YOUR TASK: Please output each entry in the material beneath exactly as shown.

MATERIAL FOR THIS EXERCISE:
—————
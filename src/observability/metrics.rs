//! Metrics collection and exposition.
//!
//! # Metrics
//! - `orchestrator_provider_calls_total` (counter): calls by provider, outcome
//! - `orchestrator_provider_latency_ms` (histogram): call latency by provider
//! - `orchestrator_provider_skipped_total` (counter): calls skipped on open circuit
//! - `orchestrator_circuit_open` (gauge): 1=open, 0=closed
//! - `orchestrator_pipeline_total` (counter): runs by platform, outcome
//! - `orchestrator_judge_parse_failures_total` (counter)
//!
//! # Design Decisions
//! - Recording is a no-op until a recorder is installed
//! - Prometheus exposition is opt-in through configuration

use std::net::SocketAddr;
use std::time::Duration;

use metrics::{counter, gauge, histogram};
use metrics_exporter_prometheus::PrometheusBuilder;

/// Install the Prometheus recorder with its HTTP listener.
pub fn init_metrics(addr: SocketAddr) {
    match PrometheusBuilder::new().with_http_listener(addr).install() {
        Ok(()) => tracing::info!(address = %addr, "Metrics endpoint listening"),
        Err(e) => tracing::error!(address = %addr, error = %e, "Failed to install metrics exporter"),
    }
}

pub fn record_provider_call(provider: &str, outcome: &'static str, elapsed: Duration) {
    counter!(
        "orchestrator_provider_calls_total",
        "provider" => provider.to_string(),
        "outcome" => outcome
    )
    .increment(1);
    histogram!("orchestrator_provider_latency_ms", "provider" => provider.to_string())
        .record(elapsed.as_secs_f64() * 1000.0);
}

pub fn record_provider_skipped(provider: &str) {
    counter!("orchestrator_provider_skipped_total", "provider" => provider.to_string())
        .increment(1);
}

pub fn record_circuit_state(provider: &str, open: bool) {
    gauge!("orchestrator_circuit_open", "provider" => provider.to_string())
        .set(if open { 1.0 } else { 0.0 });
}

pub fn record_pipeline(platform: &str, outcome: &'static str) {
    counter!(
        "orchestrator_pipeline_total",
        "platform" => platform.to_string(),
        "outcome" => outcome
    )
    .increment(1);
}

pub fn record_judge_parse_failure() {
    counter!("orchestrator_judge_parse_failures_total").increment(1);
}
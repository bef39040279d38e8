//! Per-request caller overrides.

use std::collections::BTreeMap;

use serde::{Deserialize, Serialize};

use crate::config::PlatformPolicy;
use crate::pipeline::Stage;

/// Caller-supplied adjustments for one pipeline run.
#[derive(Debug, Clone, Default, PartialEq, Deserialize, Serialize)]
#[serde(default)]
pub struct Overrides {
    /// Model spec preferred over the platform default for drafting stages.
    pub preferred_model: Option<String>,

    /// Model spec tried when the primary is unavailable or fails.
    pub fallback_model: Option<String>,

    /// Model spec per stage; wins over every other source.
    pub stage_models: BTreeMap<Stage, String>,

    pub char_limit: Option<usize>,
    pub target_chars: Option<usize>,

    /// Free text appended to the style instructions.
    pub style_notes: Option<String>,

    /// Trait weights in 0.0..=1.0, rendered as intensity words.
    pub style_weights: BTreeMap<String, f64>,
}

impl Overrides {
    pub fn with_preferred_model(mut self, spec: impl Into<String>) -> Self {
        self.preferred_model = Some(spec.into());
        self
    }

    pub fn with_fallback_model(mut self, spec: impl Into<String>) -> Self {
        self.fallback_model = Some(spec.into());
        self
    }

    pub fn with_stage_model(mut self, stage: Stage, spec: impl Into<String>) -> Self {
        self.stage_models.insert(stage, spec.into());
        self
    }

    /// Policy with the caller's limits applied.
    pub fn apply_to(&self, policy: &PlatformPolicy) -> PlatformPolicy {
        let mut effective = policy.clone();
        if let Some(limit) = self.char_limit {
            effective.char_limit = limit;
        }
        if let Some(target) = self.target_chars {
            effective.target_chars = Some(target);
        }
        effective
    }
}

#[cfg(test)]
mod tests {
    use super::*;

    #[test]
    fn test_apply_to_replaces_limits_only() {
        let policy = PlatformPolicy::default();
        let overrides = Overrides {
            char_limit: Some(500),
            ..Default::default()
        };

        let effective = overrides.apply_to(&policy);
        assert_eq!(effective.char_limit, 500);
        assert_eq!(effective.target_chars, None);
        assert_eq!(effective.default_model, policy.default_model);
    }

    #[test]
    fn test_builders() {
        let overrides = Overrides::default()
            .with_preferred_model("anthropic")
            .with_stage_model(Stage::Judge, "openai:gpt-5-mini");
        assert_eq!(overrides.preferred_model.as_deref(), Some("anthropic"));
        assert_eq!(overrides.stage_models[&Stage::Judge], "openai:gpt-5-mini");
    }
}
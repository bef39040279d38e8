//! Observability subsystem.
//!
//! # Data Flow
//! ```text
//! All subsystems produce:
//!     → logging.rs (structured log events, pipeline spans with request ids)
//!     → metrics.rs (counters, gauges, histograms)
//!
//! Consumers:
//!     → stderr (pretty or JSON)
//!     → Metrics endpoint (Prometheus scrape, optional)
//! ```

pub mod logging;
pub mod metrics;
—————
RESULT FOR THIS TASK:
filename src/observability/metrics.rs
//! Metrics collection and exposition.
//!
//! # Metrics
//! - `orchestrator_provider_calls_total` (counter): calls by provider, outcome
//! - `orchestrator_provider_latency_ms` (histogram): call latency by provider
//! - `orchestrator_provider_skipped_total` (counter): calls skipped on open circuit
//! - `orchestrator_circuit_open` (gauge): 1=open, 0=closed
//! - `orchestrator_pipeline_total` (counter): runs by platform, outcome
//! - `orchestrator_judge_parse_failures_total` (counter)
//!
//! # Design Decisions
//! - Recording is a no-op until a recorder is installed
//! - Prometheus exposition is opt-in through configuration

use std::net::SocketAddr;
use std::time::Duration;

use metrics::{counter, gauge, histogram};
use metrics_exporter_prometheus::PrometheusBuilder;

/// Install the Prometheus recorder with its HTTP listener.
pub fn init_metrics(addr: SocketAddr) {
    match PrometheusBuilder::new().with_http_listener(addr).install() {
        Ok(()) => tracing::info!(address = %addr, "Metrics endpoint listening"),
        Err(e) => tracing::error!(address = %addr, error = %e, "Failed to install metrics exporter"),
    }
}

pub fn record_provider_call(provider: &str, outcome: &'static str, elapsed: Duration) {
    counter!(
        "orchestrator_provider_calls_total",
        "provider" => provider.to_string(),
        "outcome" => outcome
    )
    .increment(1);
    histogram!("orchestrator_provider_latency_ms", "provider" => provider.to_string())
        .record(elapsed.as_secs_f64() * 1000.0);
}

pub fn record_provider_skipped(provider: &str) {
    counter!("orchestrator_provider_skipped_total", "provider" => provider.to_string())
        .increment(1);
}

pub fn record_circuit_state(provider: &str, open: bool) {
    gauge!("orchestrator_circuit_open", "provider" => provider.to_string())
        .set(if open { 1.0 } else { 0.0 });
}

pub fn record_pipeline(platform: &str, outcome: &'static str) {
    counter!(
        "orchestrator_pipeline_total",
        "platform" => platform.to_string(),
        "outcome" => outcome
    )
    .increment(1);
}

pub fn record_judge_parse_failure() {
    counter!("orchestrator_judge_parse_failures_total").increment(1);
}
repository bef39040279d38e8
//! Per-request caller overrides.

use std::collections::BTreeMap;

use serde::{Deserialize, Serialize};

use crate::config::PlatformPolicy;
use crate::pipeline::Stage;

/// Caller-supplied adjustments for one pipeline run.
#[derive(Debug, Clone, Default, PartialEq, Deserialize, Serialize)]
#[serde(default)]
pub struct Overrides {
    /// Model spec preferred over the platform default for drafting stages.
    pub preferred_model: Option<String>,

    /// Model spec tried when the primary is unavailable or fails.
    pub fallback_model: Option<String>,

    /// Model spec per stage; wins over every other source.
    pub stage_models: BTreeMap<Stage, String>,

    pub char_limit: Option<usize>,
    pub target_chars: Option<usize>,

    /// Free text appended to the style instructions.
    pub style_notes: Option<String>,

    /// Trait weights in 0.0..=1.0, rendered as intensity words.
    pub style_weights: BTreeMap<String, f64>,
}

impl Overrides {
    pub fn with_preferred_model(mut self, spec: impl Into<String>) -> Self {
        self.preferred_model = Some(spec.into());
        self
    }

    pub fn with_fallback_model(mut self, spec: impl Into<String>) -> Self {
        self.fallback_model = Some(spec.into());
        self
    }

    pub fn with_stage_model(mut self, stage: Stage, spec: impl Into<String>) -> Self {
        self.stage_models.insert(stage, spec.into());
        self
    }

    /// Policy with the caller's limits applied.
    pub fn apply_to(&self, policy: &PlatformPolicy) -> PlatformPolicy {
        let mut effective = policy.clone();
        if let Some(limit) = self.char_limit {
            effective.char_limit = limit;
        }
        if let Some(target) = self.target_chars {
            effective.target_chars = Some(target);
        }
        effective
    }
}

#[cfg(test)]
mod tests {
    use super::*;

    #[test]
    fn test_apply_to_replaces_limits_only() {
        let policy = PlatformPolicy::default();
        let overrides = Overrides {
            char_limit: Some(500),
            ..Default::default()
        };

        let effective = overrides.apply_to(&policy);
        assert_eq!(effective.char_limit, 500);
        assert_eq!(effective.target_chars, None);
        assert_eq!(effective.default_model, policy.default_model);
    }

    #[test]
    fn test_builders() {
        let overrides = Overrides::default()
            .with_preferred_model("anthropic")
            .with_stage_model(Stage::Judge, "openai:gpt-5-mini");
        assert_eq!(overrides.preferred_model.as_deref(), Some("anthropic"));
        assert_eq!(overrides.stage_models[&Stage::Judge], "openai:gpt-5-mini");
    }
}
repository bef39040279d38e8
//! Observability subsystem.
//!
//! # Data Flow
//! ```text
//! All subsystems produce:
//!     → logging.rs (structured log events, pipeline spans with request ids)
//!     → metrics.rs (counters, gauges, histograms)
//!
//! Consumers:
//!     → stderr (pretty or JSON)
//!     → Metrics endpoint (Prometheus scrape, optional)
//! ```

pub mod logging;
pub mod metrics;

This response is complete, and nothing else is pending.